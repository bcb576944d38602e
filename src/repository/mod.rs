//! Database repository layer

pub mod user_repo;

pub use user_repo::*;
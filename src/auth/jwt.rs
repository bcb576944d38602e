//! JWT token generation and validation
//! Implements access token + refresh token pattern with one signing key per token class

use crate::{
    config::{SecurityConfig, ACCESS_TOKEN_TTL_SECS, REFRESH_TOKEN_TTL_SECS},
    error::AppError,
    models::user::Role,
};
use chrono::{DateTime, Duration, Utc};
use jsonwebtoken::{
    decode, encode, errors::ErrorKind, Algorithm, DecodingKey, EncodingKey, Header, Validation,
};
use secrecy::ExposeSecret;
use serde::{Deserialize, Serialize};
use uuid::Uuid;

/// Minimum HS256 secret length in bytes
const MIN_SECRET_LEN: usize = 32;

/// Which key family signed a token
#[derive(Debug, Clone, Copy, PartialEq, Eq, Hash, Serialize, Deserialize)]
#[serde(rename_all = "lowercase")]
pub enum TokenClass {
    Access,
    Refresh,
}

/// JWT claims, decoded only by [`JwtService::verify`]
#[derive(Debug, Serialize, Deserialize, Clone, PartialEq, Eq)]
pub struct Claims {
    /// Subject (user ID)
    pub user_id: i64,

    /// Role at the moment of issuance
    pub role: Role,

    /// Token class the token was signed for
    pub token_class: TokenClass,

    /// Issued at
    pub iat: i64,

    /// Expiration
    pub exp: i64,

    /// JWT ID (unique token identifier)
    pub jti: String,
}

/// Why a token was rejected
#[derive(Debug, Clone, Copy, PartialEq, Eq, thiserror::Error)]
pub enum TokenError {
    #[error("Token signature is invalid")]
    InvalidSignature,

    #[error("Token has expired")]
    Expired,

    #[error("Token is malformed")]
    Malformed,
}

/// Every token failure surfaces to the caller as an authentication failure
impl From<TokenError> for AppError {
    fn from(_: TokenError) -> Self {
        AppError::Unauthorized
    }
}

/// Token pair response
#[derive(Debug, Clone, Serialize, Deserialize)]
pub struct TokenPair {
    pub access_token: String,
    pub refresh_token: String,
    pub expires_in: u64, // seconds until access token expires
}

struct ClassKeys {
    encoding: EncodingKey,
    decoding: DecodingKey,
    ttl_secs: u64,
}

impl ClassKeys {
    fn new(secret: &[u8], ttl_secs: u64) -> Self {
        Self {
            encoding: EncodingKey::from_secret(secret),
            decoding: DecodingKey::from_secret(secret),
            ttl_secs,
        }
    }
}

/// JWT service
pub struct JwtService {
    access: ClassKeys,
    refresh: ClassKeys,
    validation: Validation,
}

impl JwtService {
    /// Create JWT service from config
    pub fn from_config(config: &SecurityConfig) -> Result<Self, AppError> {
        Self::new(
            config.access_token_secret.expose_secret().as_bytes(),
            config.refresh_token_secret.expose_secret().as_bytes(),
            config.access_token_exp_secs,
            config.refresh_token_exp_secs,
        )
    }

    pub fn new(
        access_secret: &[u8],
        refresh_secret: &[u8],
        access_token_exp_secs: u64,
        refresh_token_exp_secs: u64,
    ) -> Result<Self, AppError> {
        // Ensure secrets are at least 32 bytes for HS256
        if access_secret.len() < MIN_SECRET_LEN || refresh_secret.len() < MIN_SECRET_LEN {
            return Err(AppError::Config(
                "Token secret too short (min 32 chars)".to_string(),
            ));
        }
        if access_secret == refresh_secret {
            return Err(AppError::Config(
                "Access and refresh tokens must use different secrets".to_string(),
            ));
        }

        if !ACCESS_TOKEN_TTL_SECS.contains(&access_token_exp_secs) {
            return Err(AppError::Config(format!(
                "Access token lifetime must be within {:?} seconds",
                ACCESS_TOKEN_TTL_SECS
            )));
        }
        if !REFRESH_TOKEN_TTL_SECS.contains(&refresh_token_exp_secs) {
            return Err(AppError::Config(format!(
                "Refresh token lifetime must be within {:?} seconds",
                REFRESH_TOKEN_TTL_SECS
            )));
        }

        let mut validation = Validation::new(Algorithm::HS256);
        validation.leeway = 0;
        validation.set_required_spec_claims(&["exp"]);

        Ok(Self {
            access: ClassKeys::new(access_secret, access_token_exp_secs),
            refresh: ClassKeys::new(refresh_secret, refresh_token_exp_secs),
            validation,
        })
    }

    fn keys(&self, class: TokenClass) -> &ClassKeys {
        match class {
            TokenClass::Access => &self.access,
            TokenClass::Refresh => &self.refresh,
        }
    }

    /// Lifetime of tokens of the given class, in seconds
    pub fn ttl_secs(&self, class: TokenClass) -> u64 {
        self.keys(class).ttl_secs
    }

    /// Issue a token of the given class, valid from now
    pub fn issue(&self, user_id: i64, role: Role, class: TokenClass) -> Result<String, AppError> {
        self.issue_at(user_id, role, class, Utc::now())
    }

    /// Issue a token as if it had been minted at `issued_at`
    pub fn issue_at(
        &self,
        user_id: i64,
        role: Role,
        class: TokenClass,
        issued_at: DateTime<Utc>,
    ) -> Result<String, AppError> {
        let keys = self.keys(class);
        let expiration = i64::try_from(keys.ttl_secs)
            .ok()
            .and_then(Duration::try_seconds)
            .and_then(|ttl| issued_at.checked_add_signed(ttl))
            .ok_or_else(|| {
                AppError::Internal(format!("{:?} token expiry out of range", class))
            })?;

        let claims = Claims {
            user_id,
            role,
            token_class: class,
            iat: issued_at.timestamp(),
            exp: expiration.timestamp(),
            jti: Uuid::new_v4().to_string(),
        };

        encode(&Header::new(Algorithm::HS256), &claims, &keys.encoding).map_err(|e| {
            tracing::error!(?class, "Failed to encode token: {:?}", e);
            AppError::Internal(format!("Failed to encode {:?} token: {}", class, e))
        })
    }

    /// Generate token pair
    pub fn issue_pair(&self, user_id: i64, role: Role) -> Result<TokenPair, AppError> {
        let access_token = self.issue(user_id, role, TokenClass::Access)?;
        let refresh_token = self.issue(user_id, role, TokenClass::Refresh)?;

        Ok(TokenPair {
            access_token,
            refresh_token,
            expires_in: self.access.ttl_secs,
        })
    }

    /// Validate and decode a token against the key of `class`.
    ///
    /// The signature is checked before expiry, so a token signed with the
    /// other class's key is always `InvalidSignature`.
    pub fn verify(&self, token: &str, class: TokenClass) -> Result<Claims, TokenError> {
        let claims = decode::<Claims>(token, &self.keys(class).decoding, &self.validation)
            .map_err(|e| {
                tracing::debug!(?class, "Token validation failed: {:?}", e);
                match e.kind() {
                    ErrorKind::InvalidSignature => TokenError::InvalidSignature,
                    ErrorKind::ExpiredSignature => TokenError::Expired,
                    _ => TokenError::Malformed,
                }
            })?
            .claims;

        if claims.token_class != class {
            tracing::debug!(
                expected = ?class,
                actual = ?claims.token_class,
                "Token class mismatch"
            );
            return Err(TokenError::InvalidSignature);
        }

        Ok(claims)
    }
}
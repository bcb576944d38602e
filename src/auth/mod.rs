//! Authentication and authorization module

pub mod cookie;
pub mod jwt;
pub mod middleware;
pub mod password;
pub mod policy;

pub use jwt::{Claims, JwtService, TokenClass, TokenError, TokenPair};
pub use middleware::{
    authenticate, extract_token, jwt_auth_middleware, optional_auth_middleware, AuthMode,
    Identity, MaybeIdentity,
};
pub use password::{HashError, PasswordHasher};
pub use policy::{can_access, ensure_can_access};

PROBLEM TO WORK ON | Reproduce word for word the material above, beginning with the line that contains "filename src/auth/jwt.rs" and ending with the line that contains "use uuid::Uuid;".

TASK RESPONSE |
filename src/auth/jwt.rs
repository bcb576944d38602e
//! JWT token generation and validation
//! Implements access token + refresh token pattern with one signing key per token class

use crate::{
    config::{SecurityConfig, ACCESS_TOKEN_TTL_SECS, REFRESH_TOKEN_TTL_SECS},
    error::AppError,
    models::user::Role,
};
use chrono::{DateTime, Duration, Utc};
use jsonwebtoken::{
    decode, encode, errors::ErrorKind, Algorithm, DecodingKey, EncodingKey, Header, Validation,
};
use secrecy::ExposeSecret;
use serde::{Deserialize, Serialize};
use uuid::Uuid;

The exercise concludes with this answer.